## WHAT IS NEEDED
Give the records once more, exactly as they stand.

## ENTRIES PROVIDED
——————————

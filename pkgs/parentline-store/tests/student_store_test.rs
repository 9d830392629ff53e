//! Tests for StudentStore

use parentline_store::{MessageStore, Student, StudentQuery};
use tempfile::NamedTempFile;

fn student(id: i64, number: &str, name: &str) -> Student {
    Student {
        id,
        student_number: number.to_string(),
        full_name: name.to_string(),
        class_name: Some("5B".to_string()),
    }
}

#[tokio::test]
async fn test_save_and_find_student() {
    let temp_file = NamedTempFile::new().unwrap();
    let store = MessageStore::new(temp_file.path().to_path_buf())
        .await
        .expect("Failed to create message store");

    store
        .students()
        .save(&[student(1001, "ST-1001", "Ada"), student(1002, "ST-1002", "Ben")])
        .await
        .expect("Failed to save students");

    let by_id = store
        .find_student(&StudentQuery::ById(1002))
        .await
        .unwrap()
        .expect("student by id");
    assert_eq!(by_id.full_name, "Ben");

    let by_number = store
        .find_student(&StudentQuery::ByNumber("ST-1001".to_string()))
        .await
        .unwrap()
        .expect("student by number");
    assert_eq!(by_number.id, 1001);

    assert!(store
        .find_student(&StudentQuery::ById(7))
        .await
        .unwrap()
        .is_none());
}

#[tokio::test]
async fn test_resave_updates_in_place() {
    let temp_file = NamedTempFile::new().unwrap();
    let store = MessageStore::new(temp_file.path().to_path_buf())
        .await
        .unwrap();

    store.students().save(&[student(1001, "ST-1001", "Ada")]).await.unwrap();
    let mut renamed = student(1001, "ST-1001", "Ada Lovelace");
    renamed.class_name = None;
    store.students().save(&[renamed.clone()]).await.unwrap();

    assert_eq!(store.students().count().await.unwrap(), 1);
    assert_eq!(store.students().list().await.unwrap(), vec![renamed]);
}
// ============================================================
// Layer 2 - PredictUseCase
// ============================================================
// Classifies mesh files with a trained model. `model_dir` may be
// a checkpoint directory or an exported bundle.
//
// Prediction never fails from the caller's point of view: a
// missing or malformed mesh, or a failed forward pass, is logged
// and produces an empty result.

use anyhow::Result;
use std::path::{Path, PathBuf};
use burn::prelude::Backend;

use crate::domain::{shape::Prediction, traits::ShapeClassifier};
use crate::ml::inferencer::Inferencer;

pub struct PredictUseCase<B: Backend> {
    inferencer: Inferencer<B>,
    top_k:      usize,
}

impl<B: Backend> PredictUseCase<B> {
    /// Fails when the model cannot be loaded or its weights do not
    /// fit the saved configuration.
    pub fn new(model_dir: impl AsRef<Path>, device: B::Device, top_k: usize) -> Result<Self> {
        let inferencer = Inferencer::load(model_dir, device)?;
        Ok(Self { inferencer, top_k })
    }

    /// Top-k predictions for one mesh, best first. Empty on failure.
    pub fn predict(&self, mesh_path: &Path) -> Vec<Prediction> {
        self.classify(mesh_path, self.top_k)
    }

    /// One entry per input path, in input order.
    pub fn predict_many(&self, mesh_paths: &[PathBuf]) -> Vec<(PathBuf, Vec<Prediction>)> {
        mesh_paths
            .iter()
            .map(|p| (p.clone(), self.predict(p)))
            .collect()
    }
}

impl<B: Backend> ShapeClassifier for PredictUseCase<B> {
    fn classify(&self, mesh_path: &Path, top_k: usize) -> Vec<Prediction> {
        match self.inferencer.classify_mesh(mesh_path, top_k) {
            Ok(preds) => preds,
            Err(e) => {
                tracing::error!("Prediction failed for '{}': {:#}", mesh_path.display(), e);
                Vec::new()
            }
        }
    }
}

// ─── Unit Tests ───────────────────────────────────────────────────────────────
#[cfg(test)]
mod tests {
    use super::*;
    use std::fs;

    use crate::data::loader::{fixtures, MESH_RELATIVE_PATH};
    use crate::domain::label_map::LabelMap;
    use crate::infra::export::{export_bundle, BundleManifest};
    use crate::ml::{backend::NdArrayBackend, model::PointCloudClassifierConfig};

    fn bundle(dir: &Path) {
        let manifest = BundleManifest {
            model:     PointCloudClassifierConfig::new(32, 2, vec![8]),
            labels:    LabelMap::from_categories(["plane", "tetra"]),
            normalize: true,
            seed:      42,
        };
        let model = manifest.model.init::<NdArrayBackend>(&Default::default());
        export_bundle(&model, &manifest, dir).unwrap();
    }

    #[test]
    fn test_predicts_top_k() {
        let model = tempfile::tempdir().unwrap();
        let data  = tempfile::tempdir().unwrap();
        bundle(model.path());
        fixtures::write_model(data.path(), "tetra", "m0", fixtures::TETRA_OBJ);
        let mesh = data.path().join("tetra/m0").join(MESH_RELATIVE_PATH);

        let uc = PredictUseCase::<NdArrayBackend>::new(model.path(), Default::default(), 1).unwrap();
        let preds = uc.predict(&mesh);
        assert_eq!(preds.len(), 1);
        assert_eq!(uc.classify(&mesh, 5).len(), 2);
    }

    #[test]
    fn test_same_mesh_same_answer() {
        let model = tempfile::tempdir().unwrap();
        let data  = tempfile::tempdir().unwrap();
        bundle(model.path());
        fixtures::write_model(data.path(), "plane", "m0", fixtures::TRIANGLE_OBJ);
        let mesh = data.path().join("plane/m0").join(MESH_RELATIVE_PATH);

        let uc = PredictUseCase::<NdArrayBackend>::new(model.path(), Default::default(), 2).unwrap();
        assert_eq!(uc.predict(&mesh), uc.predict(&mesh));
    }

    #[test]
    fn test_bad_meshes_give_empty_results() {
        let model = tempfile::tempdir().unwrap();
        let data  = tempfile::tempdir().unwrap();
        bundle(model.path());
        let broken = data.path().join("broken.obj");
        fs::write(&broken, "v 0 0 0\nf 1 2 3\n").unwrap();

        let uc = PredictUseCase::<NdArrayBackend>::new(model.path(), Default::default(), 3).unwrap();
        let results = uc.predict_many(&[data.path().join("missing.obj"), broken]);
        assert_eq!(results.len(), 2);
        assert!(results.iter().all(|(_, preds)| preds.is_empty()));
    }

    #[test]
    fn test_missing_model_dir_is_error() {
        let dir = tempfile::tempdir().unwrap();
        assert!(PredictUseCase::<NdArrayBackend>::new(dir.path(), Default::default(), 3).is_err());
    }

    #[test]
    fn test_mismatched_checkpoint_is_rejected_up_front() {
        use crate::application::train_use_case::TrainConfig;
        use crate::infra::checkpoint::CheckpointManager;
        use crate::ml::backend::NdArrayTrainBackend;

        let dir = tempfile::tempdir().unwrap();
        let ckpt = CheckpointManager::new(dir.path());
        ckpt.save_config(&TrainConfig { num_points: 32, hidden_sizes: vec![8], ..TrainConfig::default() }).unwrap();
        ckpt.save_label_map(&LabelMap::from_categories(["plane", "tetra"])).unwrap();
        let trained_on_16 = PointCloudClassifierConfig::new(16, 2, vec![8]).init::<NdArrayTrainBackend>(&Default::default());
        ckpt.save_best(&trained_on_16).unwrap();

        assert!(PredictUseCase::<NdArrayBackend>::new(dir.path(), Default::default(), 1).is_err());
    }
}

——————————

## RESPONSE TO THE TASK
filename pkgs/parentline-store/tests/student_store_test.rs
repository 9d830392629ff53e
//! Tests for StudentStore

use parentline_store::{MessageStore, Student, StudentQuery};
use tempfile::NamedTempFile;

fn student(id: i64, number: &str, name: &str) -> Student {
    Student {
        id,
        student_number: number.to_string(),
        full_name: name.to_string(),
        class_name: Some("5B".to_string()),
    }
}

#[tokio::test]
async fn test_save_and_find_student() {
    let temp_file = NamedTempFile::new().unwrap();
    let store = MessageStore::new(temp_file.path().to_path_buf())
        .await
        .expect("Failed to create message store");

    store
        .students()
        .save(&[student(1001, "ST-1001", "Ada"), student(1002, "ST-1002", "Ben")])
        .await
        .expect("Failed to save students");

    let by_id = store
        .find_student(&StudentQuery::ById(1002))
        .await
        .unwrap()
        .expect("student by id");
    assert_eq!(by_id.full_name, "Ben");

    let by_number = store
        .find_student(&StudentQuery::ByNumber("ST-1001".to_string()))
        .await
        .unwrap()
        .expect("student by number");
    assert_eq!(by_number.id, 1001);

    assert!(store
        .find_student(&StudentQuery::ById(7))
        .await
        .unwrap()
        .is_none());
}

#[tokio::test]
async fn test_resave_updates_in_place() {
    let temp_file = NamedTempFile::new().unwrap();
    let store = MessageStore::new(temp_file.path().to_path_buf())
        .await
        .unwrap();

    store.students().save(&[student(1001, "ST-1001", "Ada")]).await.unwrap();
    let mut renamed = student(1001, "ST-1001", "Ada Lovelace");
    renamed.class_name = None;
    store.students().save(&[renamed.clone()]).await.unwrap();

    assert_eq!(store.students().count().await.unwrap(), 1);
    assert_eq!(store.students().list().await.unwrap(), vec![renamed]);
}
// ============================================================
// Layer 2 - PredictUseCase
// ============================================================
// Classifies mesh files with a trained model. `model_dir` may be
// a checkpoint directory or an exported bundle.
//
// Prediction never fails from the caller's point of view: a
// missing or malformed mesh, or a failed forward pass, is logged
// and produces an empty result.

use anyhow::Result;
use std::path::{Path, PathBuf};
use burn::prelude::Backend;

use crate::domain::{shape::Prediction, traits::ShapeClassifier};
use crate::ml::inferencer::Inferencer;

pub struct PredictUseCase<B: Backend> {
    inferencer: Inferencer<B>,
    top_k:      usize,
}

impl<B: Backend> PredictUseCase<B> {
    /// Fails when the model cannot be loaded or its weights do not
    /// fit the saved configuration.
    pub fn new(model_dir: impl AsRef<Path>, device: B::Device, top_k: usize) -> Result<Self> {
        let inferencer = Inferencer::load(model_dir, device)?;
        Ok(Self { inferencer, top_k })
    }

    /// Top-k predictions for one mesh, best first. Empty on failure.
    pub fn predict(&self, mesh_path: &Path) -> Vec<Prediction> {
        self.classify(mesh_path, self.top_k)
    }

    /// One entry per input path, in input order.
    pub fn predict_many(&self, mesh_paths: &[PathBuf]) -> Vec<(PathBuf, Vec<Prediction>)> {
        mesh_paths
            .iter()
            .map(|p| (p.clone(), self.predict(p)))
            .collect()
    }
}

impl<B: Backend> ShapeClassifier for PredictUseCase<B> {
    fn classify(&self, mesh_path: &Path, top_k: usize) -> Vec<Prediction> {
        match self.inferencer.classify_mesh(mesh_path, top_k) {
            Ok(preds) => preds,
            Err(e) => {
                tracing::error!("Prediction failed for '{}': {:#}", mesh_path.display(), e);
                Vec::new()
            }
        }
    }
}

// ─── Unit Tests ───────────────────────────────────────────────────────────────
#[cfg(test)]
mod tests {
    use super::*;
    use std::fs;

    use crate::data::loader::{fixtures, MESH_RELATIVE_PATH};
    use crate::domain::label_map::LabelMap;
    use crate::infra::export::{export_bundle, BundleManifest};
    use crate::ml::{backend::NdArrayBackend, model::PointCloudClassifierConfig};

    fn bundle(dir: &Path) {
        let manifest = BundleManifest {
            model:     PointCloudClassifierConfig::new(32, 2, vec![8]),
            labels:    LabelMap::from_categories(["plane", "tetra"]),
            normalize: true,
            seed:      42,
        };
        let model = manifest.model.init::<NdArrayBackend>(&Default::default());
        export_bundle(&model, &manifest, dir).unwrap();
    }

    #[test]
    fn test_predicts_top_k() {
        let model = tempfile::tempdir().unwrap();
        let data  = tempfile::tempdir().unwrap();
        bundle(model.path());
        fixtures::write_model(data.path(), "tetra", "m0", fixtures::TETRA_OBJ);
        let mesh = data.path().join("tetra/m0").join(MESH_RELATIVE_PATH);

        let uc = PredictUseCase::<NdArrayBackend>::new(model.path(), Default::default(), 1).unwrap();
        let preds = uc.predict(&mesh);
        assert_eq!(preds.len(), 1);
        assert_eq!(uc.classify(&mesh, 5).len(), 2);
    }

    #[test]
    fn test_same_mesh_same_answer() {
        let model = tempfile::tempdir().unwrap();
        let data  = tempfile::tempdir().unwrap();
        bundle(model.path());
        fixtures::write_model(data.path(), "plane", "m0", fixtures::TRIANGLE_OBJ);
        let mesh = data.path().join("plane/m0").join(MESH_RELATIVE_PATH);

        let uc = PredictUseCase::<NdArrayBackend>::new(model.path(), Default::default(), 2).unwrap();
        assert_eq!(uc.predict(&mesh), uc.predict(&mesh));
    }

    #[test]
    fn test_bad_meshes_give_empty_results() {
        let model = tempfile::tempdir().unwrap();
        let data  = tempfile::tempdir().unwrap();
        bundle(model.path());
        let broken = data.path().join("broken.obj");
        fs::write(&broken, "v 0 0 0\nf 1 2 3\n").unwrap();

        let uc = PredictUseCase::<NdArrayBackend>::new(model.path(), Default::default(), 3).unwrap();
        let results = uc.predict_many(&[data.path().join("missing.obj"), broken]);
        assert_eq!(results.len(), 2);
        assert!(results.iter().all(|(_, preds)| preds.is_empty()));
    }

    #[test]
    fn test_missing_model_dir_is_error() {
        let dir = tempfile::tempdir().unwrap();
        assert!(PredictUseCase::<NdArrayBackend>::new(dir.path(), Default::default(), 3).is_err());
    }

    #[test]
    fn test_mismatched_checkpoint_is_rejected_up_front() {
        use crate::application::train_use_case::TrainConfig;
        use crate::infra::checkpoint::CheckpointManager;
        use crate::ml::backend::NdArrayTrainBackend;

        let dir = tempfile::tempdir().unwrap();
        let ckpt = CheckpointManager::new(dir.path());
        ckpt.save_config(&TrainConfig { num_points: 32, hidden_sizes: vec![8], ..TrainConfig::default() }).unwrap();
        ckpt.save_label_map(&LabelMap::from_categories(["plane", "tetra"])).unwrap();
        let trained_on_16 = PointCloudClassifierConfig::new(16, 2, vec![8]).init::<NdArrayTrainBackend>(&Default::default());
        ckpt.save_best(&trained_on_16).unwrap();

        assert!(PredictUseCase::<NdArrayBackend>::new(dir.path(), Default::default(), 1).is_err());
    }
}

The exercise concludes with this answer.